It is well known that the set of density operators $\{\rho\}$ for a quantum theory form a convex set. As I have seen them defined, we simply say that a state corresponds to some linear operator $\rho$ which is self-adjoint, positive semidefinite, and of unit trace.
Now it is often taken in books as obvious that, for a situation (I'm struggling to make this precise which is part of the question I suppose) in which there is some "classical" uncertainty about the state of some quantum system which may be, with probability $p_n$, in some pure state $|\psi_n\rangle \langle \psi_n|$, we must represent the state of the system via a weighted sum of these pure states. More precisely, we take $$\rho = \sum_n p_n |\psi_n\rangle \langle \psi_n|, \sum p_n = 1, p_n \in [0,1] \ \ \ \ \ \ \ \ \ \ \ \ \ \ \ \ \ (A)$$
Is there any reason other than "experiment confirms this choice" that we might take this? Obviously this also depends on exactly which physical contexts imply this choice for $\rho$. For instance, if I enter a laboratory and am unsure if a spin has been prepared up or down but I know it is in one or the other, is it correct for me to assign $\rho = \frac{1}{2}|+\rangle \langle +|+\frac{1}{2}|-\rangle \langle -|$? It seems absurd since this cannot reproduce the statistics of measurements of the actual pure state.

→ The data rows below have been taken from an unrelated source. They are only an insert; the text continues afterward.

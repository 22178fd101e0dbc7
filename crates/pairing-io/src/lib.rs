//! # pairing-io
//!
//! Collaborator implementations for pairing analysis: reference data
//! resolution and an in-memory position trajectory with Euclidean
//! distances. Real trajectory file formats live outside this workspace;
//! anything that can produce per-frame positions can feed
//! [`PositionTrajectory`] or implement the core traits directly.

pub mod fixtures;
pub mod trajectory;

pub use fixtures::reference_path;
pub use trajectory::PositionTrajectory;
//! # pairing-analysis
//!
//! Pairing and cluster analysis for molecular trajectories: direct
//! adjacency from distance cutoffs, transitive closure of the pairing
//! relation, reduction into disjoint clusters, and a chunked per-frame
//! driver.
//!
//! Pipeline: distances → [`AdjacencyBuilder`] → [`ClosureEngine`] →
//! [`ClusterReducer`]; [`TrajectoryDriver`] threads it across frames,
//! reusing the previous frame's adjacency as an incremental base.

pub mod adjacency;
pub mod closure;
pub mod cluster;
pub mod driver;

pub use adjacency::AdjacencyBuilder;
pub use closure::ClosureEngine;
pub use cluster::ClusterReducer;
pub use driver::TrajectoryDriver;
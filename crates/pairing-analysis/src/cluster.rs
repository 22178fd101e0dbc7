//! Reduction of a closure matrix into disjoint clusters.
//!
//! After closure, every connected component shares one column vector, so
//! the distinct columns of the closure matrix are exactly the clusters of
//! the frame. Singleton sites keep their own column and come out as
//! singleton clusters.

use pairing_core::{Cluster, ClusterSet, ClosureMatrix, Label, SizeStatistics};

/// Collapses closure matrices into canonical cluster sets.
#[derive(Debug, Clone, Copy, Default)]
pub struct ClusterReducer;

impl ClusterReducer {
    pub fn new() -> Self {
        Self
    }

    /// Extracts the distinct columns of the closure matrix in first-seen
    /// order; each becomes one cluster whose members are the rows with a
    /// nonzero entry. The result partitions the sites: every site belongs
    /// to exactly one cluster.
    pub fn reduce(&self, closure: &ClosureMatrix) -> ClusterSet {
        let n = closure.site_count();
        let mut seen: Vec<Vec<Label>> = Vec::new();
        let mut clusters: Vec<Cluster> = Vec::new();

        for j in 0..n {
            let column = closure.label_column(j);
            if seen.contains(&column) {
                continue;
            }
            let members: Vec<usize> = column
                .iter()
                .enumerate()
                .filter(|(_, &v)| v != 0)
                .map(|(i, _)| i)
                .collect();
            seen.push(column);
            clusters.push(Cluster { members });
        }

        let statistics = Self::analyze(&clusters);
        ClusterSet {
            clusters,
            statistics,
        }
    }

    /// Population mean and population standard deviation of the cluster
    /// cardinalities (no Bessel correction). Empty input yields zeros.
    pub fn analyze(clusters: &[Cluster]) -> SizeStatistics {
        if clusters.is_empty() {
            return SizeStatistics { mean: 0.0, stdev: 0.0 };
        }
        let count = clusters.len() as f64;
        let sizes: Vec<f64> = clusters.iter().map(|c| c.size() as f64).collect();
        let mean = sizes.iter().sum::<f64>() / count;
        let variance = sizes.iter().map(|s| (s - mean) * (s - mean)).sum::<f64>() / count;
        SizeStatistics {
            mean,
            stdev: variance.sqrt(),
        }
    }
}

Thus to rephrase and try to be more precise, my questions are:
(1) When is (A) the correct choice for $\rho$?
(2) Can we prove that it is the correct choice without appealing to experiment? NB that I understand that this $\rho$ is a valid state since $\{\rho\}$ forms a convex set; thus my question here is not "why is it a valid state" but rather "why is it the valid state for this physical situation"?